**Task:** Below is some data. Retype exactly the lines starting at the one with "Console Display Adapter" and ending at the one with "pub fn new()".

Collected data

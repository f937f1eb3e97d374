//! Conversation turns.

use serde::{Deserialize, Serialize};
use std::fmt;

use crate::domain::foundation::Timestamp;

/// Who produced a turn.
#[derive(Debug, Clone, Copy, PartialEq, Eq, Hash, Serialize, Deserialize)]
#[serde(rename_all = "lowercase")]
pub enum TurnRole {
    /// The player.
    User,
    /// The flip-phone friend (generated reply).
    Friend,
    /// Engine-authored notices, e.g. a failed reply.
    System,
}

impl TurnRole {
    /// Label used when the turn is rendered into a prompt.
    pub fn label(&self) -> &'static str {
        match self {
            TurnRole::User => "User",
            TurnRole::Friend => "Friend",
            TurnRole::System => "System",
        }
    }
}

impl fmt::Display for TurnRole {
    fn fmt(&self, f: &mut fmt::Formatter<'_>) -> fmt::Result {
        f.write_str(self.label())
    }
}

/// One utterance in the conversation. Immutable once created.
#[derive(Debug, Clone, PartialEq, Eq, Serialize, Deserialize)]
pub struct Turn {
    role: TurnRole,
    text: String,
    timestamp: Timestamp,
}

impl Turn {
    /// Creates a turn stamped with the current time.
    pub fn new(role: TurnRole, text: impl Into<String>) -> Self {
        Self::at(role, text, Timestamp::now())
    }

    /// Creates a turn with an explicit timestamp.
    pub fn at(role: TurnRole, text: impl Into<String>, timestamp: Timestamp) -> Self {
        Self {
            role,
            text: text.into(),
            timestamp,
        }
    }

    pub fn user(text: impl Into<String>) -> Self {
        Self::new(TurnRole::User, text)
    }

    pub fn friend(text: impl Into<String>) -> Self {
        Self::new(TurnRole::Friend, text)
    }

    pub fn system(text: impl Into<String>) -> Self {
        Self::new(TurnRole::System, text)
    }

    pub fn role(&self) -> TurnRole {
        self.role
    }

    pub fn text(&self) -> &str {
        &self.text
    }

    pub fn timestamp(&self) -> Timestamp {
        self.timestamp
    }

    /// Renders the turn as a prompt line, `"<Role>: <text>"`.
    pub fn to_prompt_line(&self) -> String {
        format!("{}: {}", self.role.label(), self.text)
    }
}
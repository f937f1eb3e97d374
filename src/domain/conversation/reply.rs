//! Shaping generated text into Friend turns.
//!
//! Generation endpoints return raw continuation text: sometimes with the
//! prompt echoed in front, usually with a `Friend:` cue, occasionally with
//! the model carrying on as the player. Only the friend's own lines survive.

use serde::{Deserialize, Serialize};

use super::prompt::REPLY_CUE;

/// Line prefixes that mean the generator started writing the player's part.
const USER_CUES: [&str; 2] = ["User:", "You:"];

/// How a multi-line reply lands in the transcript.
#[derive(Debug, Clone, Copy, PartialEq, Eq, Hash, Serialize, Deserialize, Default)]
#[serde(rename_all = "snake_case")]
pub enum ReplyLinePolicy {
    /// Every non-empty line becomes its own Friend turn.
    #[default]
    SeparateTurns,
    /// All lines are joined with a space into a single Friend turn.
    JoinLines,
}

impl ReplyLinePolicy {
    /// Groups cleaned reply lines into Friend turn texts.
    pub fn shape(&self, lines: Vec<String>) -> Vec<String> {
        match self {
            ReplyLinePolicy::SeparateTurns => lines,
            ReplyLinePolicy::JoinLines if lines.is_empty() => lines,
            ReplyLinePolicy::JoinLines => vec![lines.join(" ")],
        }
    }
}

/// Extracts the friend's lines from generated text.
///
/// Returns an empty vector when nothing usable is left.
pub fn friend_lines(generated: &str, prompt: &str) -> Vec<String> {
    let continuation = generated.strip_prefix(prompt).unwrap_or(generated);

    let mut lines = Vec::new();
    for raw in continuation.lines() {
        let line = raw.trim();
        if starts_with_cue(line, &USER_CUES) {
            break;
        }
        let line = strip_cue(line, REPLY_CUE).trim();
        if !line.is_empty() {
            lines.push(line.to_string());
        }
    }
    lines
}

fn starts_with_cue(line: &str, cues: &[&str]) -> bool {
    cues.iter().any(|cue| has_cue(line, cue))
}

fn has_cue(line: &str, cue: &str) -> bool {
    line.get(..cue.len())
        .is_some_and(|head| head.eq_ignore_ascii_case(cue))
}

fn strip_cue<'a>(line: &'a str, cue: &str) -> &'a str {
    if has_cue(line, cue) {
        &line[cue.len()..]
    } else {
        line
    }
}
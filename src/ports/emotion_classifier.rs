//! Emotion Classifier Port - Interface for text-classification inference.
//!
//! The classifier labels the player's line with an emotion. Its outcome is
//! observational: it feeds the emotion log and tracing, never the reply path.

use async_trait::async_trait;
use serde::{Deserialize, Serialize};

use super::inference_error::ClassifyError;

/// Port for emotion/sentiment classification.
#[async_trait]
pub trait EmotionClassifier: Send + Sync {
    /// Classifies `text`, returning the dominant label.
    ///
    /// Empty `text` fails with `EmptyInput` without any network call.
    async fn classify(&self, text: &str) -> Result<ClassificationResult, ClassifyError>;
}

/// One scored label as returned by a classification endpoint.
#[derive(Debug, Clone, PartialEq, Serialize, Deserialize)]
pub struct LabelScore {
    pub label: String,
    pub score: f32,
}

impl LabelScore {
    pub fn new(label: impl Into<String>, score: f32) -> Self {
        Self {
            label: label.into(),
            score,
        }
    }
}

/// The dominant label of a classification.
#[derive(Debug, Clone, PartialEq, Serialize, Deserialize)]
pub struct ClassificationResult {
    pub label: String,
    pub confidence: f32,
}

impl ClassificationResult {
    pub fn new(label: impl Into<String>, confidence: f32) -> Self {
        Self {
            label: label.into(),
            confidence,
        }
    }

    /// Picks the highest-scoring label; the first one wins ties.
    ///
    /// Fails with `EmptyResult` when there is nothing to pick from.
    pub fn from_scores(
        scores: impl IntoIterator<Item = LabelScore>,
    ) -> Result<Self, ClassifyError> {
        let mut best: Option<LabelScore> = None;
        for candidate in scores {
            match &best {
                Some(current) if candidate.score <= current.score => {}
                _ => best = Some(candidate),
            }
        }

        best.map(|b| Self::new(b.label, b.score))
            .ok_or(ClassifyError::EmptyResult)
    }
}
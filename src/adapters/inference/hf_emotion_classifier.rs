//! Hugging Face emotion classifier.
//!
//! Sends `{"inputs": <text>}` to a text-classification model and picks the
//! dominant label. Depending on the model, the endpoint answers with a flat
//! list of `{label, score}` objects or a list wrapping one such list; both
//! are accepted.

use async_trait::async_trait;
use serde::Deserialize;

use super::hugging_face::{HuggingFaceClient, HuggingFaceConfig};
use crate::ports::{ClassificationResult, ClassifyError, EmotionClassifier, LabelScore};

/// Emotion classifier backed by the Hugging Face Inference API.
pub struct HuggingFaceEmotionClassifier {
    client: HuggingFaceClient,
}

impl HuggingFaceEmotionClassifier {
    pub fn new(config: HuggingFaceConfig) -> Result<Self, ClassifyError> {
        Ok(Self {
            client: HuggingFaceClient::new(config)?,
        })
    }
}

#[async_trait]
impl EmotionClassifier for HuggingFaceEmotionClassifier {
    async fn classify(&self, text: &str) -> Result<ClassificationResult, ClassifyError> {
        if text.is_empty() {
            return Err(ClassifyError::EmptyInput);
        }

        let body = serde_json::json!({ "inputs": text }).to_string();
        let response = self.client.post(body).await?;
        let result = ClassificationResult::from_scores(parse_scores(&response)?)?;

        tracing::debug!(
            model = self.client.model(),
            label = %result.label,
            confidence = result.confidence,
            "classified text"
        );
        Ok(result)
    }
}

#[derive(Debug, Deserialize)]
#[serde(untagged)]
enum ClassificationBody {
    Flat(Vec<LabelScore>),
    Nested(Vec<Vec<LabelScore>>),
}

/// Decodes a classification response into its scored labels.
fn parse_scores(body: &str) -> Result<Vec<LabelScore>, ClassifyError> {
    let parsed: ClassificationBody = serde_json::from_str(body)
        .map_err(|e| ClassifyError::parse(format!("Failed to parse classification: {}", e)))?;

    Ok(match parsed {
        ClassificationBody::Flat(scores) => scores,
        ClassificationBody::Nested(lists) => lists.into_iter().next().unwrap_or_default(),
    })
}
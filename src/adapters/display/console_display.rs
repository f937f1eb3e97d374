//! Console Display Adapter
//!
//! Writes dialogue lines to stdout for the terminal demo.

use std::io::{self, Write};

use crate::ports::{DisplaySurface, DisplayUpdate};

/// Prompt printed when the player may type again.
const INPUT_PROMPT: &str = "> ";

/// Display surface that prints to the terminal.
#[derive(Debug, Clone, Default)]
pub struct ConsoleDisplay;

impl ConsoleDisplay {
    pub fn new() -> Self {
        Self
    }
}

impl DisplaySurface for ConsoleDisplay {
    fn show(&self, update: DisplayUpdate) {
        if let Err(e) = write_update(&mut io::stdout().lock(), &update) {
            tracing::warn!(error = %e, "failed to write to console");
        }
    }

    fn set_input_enabled(&self, enabled: bool) {
        if !enabled {
            return;
        }
        if let Err(e) = write_input_prompt(&mut io::stdout().lock()) {
            tracing::warn!(error = %e, "failed to write input prompt to console");
        }
    }
}

fn write_update(out: &mut impl Write, update: &DisplayUpdate) -> io::Result<()> {
    writeln!(out, "{}", update)
}

fn write_input_prompt(out: &mut impl Write) -> io::Result<()> {
    write!(out, "{}", INPUT_PROMPT)?;
    out.flush()
}
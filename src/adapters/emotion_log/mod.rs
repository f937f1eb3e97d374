//! Emotion Log Adapters
//!
//! - `FileEmotionLog` - Appends timestamped lines to a text file
//! - `InMemoryEmotionLog` - For testing

mod file_emotion_log;
mod in_memory_emotion_log;

pub use file_emotion_log::FileEmotionLog;
pub use in_memory_emotion_log::InMemoryEmotionLog;
//! Prompt construction for the reply generator.
//!
//! A prompt is the persona preamble, a fixed set of style exemplars, the
//! recent history window and a trailing `Friend:` cue that the generator
//! continues from. Rendering is deterministic: the same history always
//! yields the same string.

use super::transcript::TranscriptStore;
use super::turn::{Turn, TurnRole};

/// Number of recent turns rendered into each prompt.
pub const DEFAULT_HISTORY_WINDOW: usize = 4;

/// Generation budget sent with every reply request.
pub const DEFAULT_MAX_NEW_TOKENS: u32 = 100;

/// Cue the generator continues from.
pub const REPLY_CUE: &str = "Friend:";

const PERSONA_PREAMBLE: &str = "You are a 2000's-era flip-phone buddy. Reply in 1-2 short lines as \"Friend: ...\"\n\
Use 'omg', ':P', '<3', refs to mix-CDs, Razr phones, MySpace Top 8, early Bieber, etc.";

/// A hand-written exchange that shows the generator the expected voice.
#[derive(Debug, Clone, Copy, PartialEq, Eq)]
pub struct ExemplarPair {
    pub friend: &'static str,
    pub user: &'static str,
}

/// Exemplars are fixed at compile time and never reloaded.
pub const STYLE_EXEMPLARS: &[ExemplarPair] = &[
    ExemplarPair {
        friend: "omg remember making mix-cds in my dorm? :P",
        user: "yesss, those midnight burns were fire",
    },
    ExemplarPair {
        friend: "brb gotta charge my Razr",
        user: "lol flip-phone life was wild <3",
    },
];

/// Fixed prompt rendering configuration.
#[derive(Debug, Clone, PartialEq, Eq)]
pub struct PromptRenderConfig {
    pub history_window: usize,
    pub style_exemplars: &'static [ExemplarPair],
    pub max_new_tokens: u32,
}

impl Default for PromptRenderConfig {
    fn default() -> Self {
        Self {
            history_window: DEFAULT_HISTORY_WINDOW,
            style_exemplars: STYLE_EXEMPLARS,
            max_new_tokens: DEFAULT_MAX_NEW_TOKENS,
        }
    }
}

/// Renders conversation history into a generator prompt.
pub struct PromptBuilder;

impl PromptBuilder {
    /// Renders `history` (already windowed) into a prompt string.
    ///
    /// The result ends with `Friend:` and no trailing newline.
    pub fn build(history: &[Turn], config: &PromptRenderConfig) -> String {
        let mut prompt = String::with_capacity(512);

        prompt.push_str(PERSONA_PREAMBLE);
        prompt.push_str("\n\n");

        for pair in config.style_exemplars {
            push_line(&mut prompt, TurnRole::Friend, pair.friend);
            push_line(&mut prompt, TurnRole::User, pair.user);
            prompt.push('\n');
        }

        for turn in history {
            prompt.push_str(&turn.to_prompt_line());
            prompt.push('\n');
        }

        prompt.push_str(REPLY_CUE);
        prompt
    }

    /// Renders the recency window of `store`.
    pub fn build_from_store(store: &TranscriptStore, config: &PromptRenderConfig) -> String {
        Self::build(&store.recent_window(config.history_window), config)
    }
}

fn push_line(prompt: &mut String, role: TurnRole, text: &str) {
    prompt.push_str(role.label());
    prompt.push_str(": ");
    prompt.push_str(text);
    prompt.push('\n');
}

/// Escapes `raw` for embedding between the quotes of a JSON string.
///
/// Backslash is escaped first, then quote, then newline, so escapes inserted
/// by a later step are never escaped again. Any other control character is
/// written as a JSON escape so the encoded body is always valid.
pub fn escape_json_string(raw: &str) -> String {
    let escaped = raw
        .replace('\\', "\\\\")
        .replace('"', "\\\"")
        .replace('\n', "\\n");

    if !escaped.chars().any(char::is_control) {
        return escaped;
    }

    let mut out = String::with_capacity(escaped.len() + 8);
    for c in escaped.chars() {
        match c {
            '\r' => out.push_str("\\r"),
            '\t' => out.push_str("\\t"),
            c if (c as u32) < 0x20 => out.push_str(&format!("\\u{:04x}", c as u32)),
            c => out.push(c),
        }
    }
    out
}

**Completed task:**
//! Console Display Adapter
//!
//! Writes dialogue lines to stdout for the terminal demo.

use std::io::{self, Write};

use crate::ports::{DisplaySurface, DisplayUpdate};

/// Prompt printed when the player may type again.
const INPUT_PROMPT: &str = "> ";

/// Display surface that prints to the terminal.
#[derive(Debug, Clone, Default)]
pub struct ConsoleDisplay;

impl ConsoleDisplay {
    pub fn new() -> Self {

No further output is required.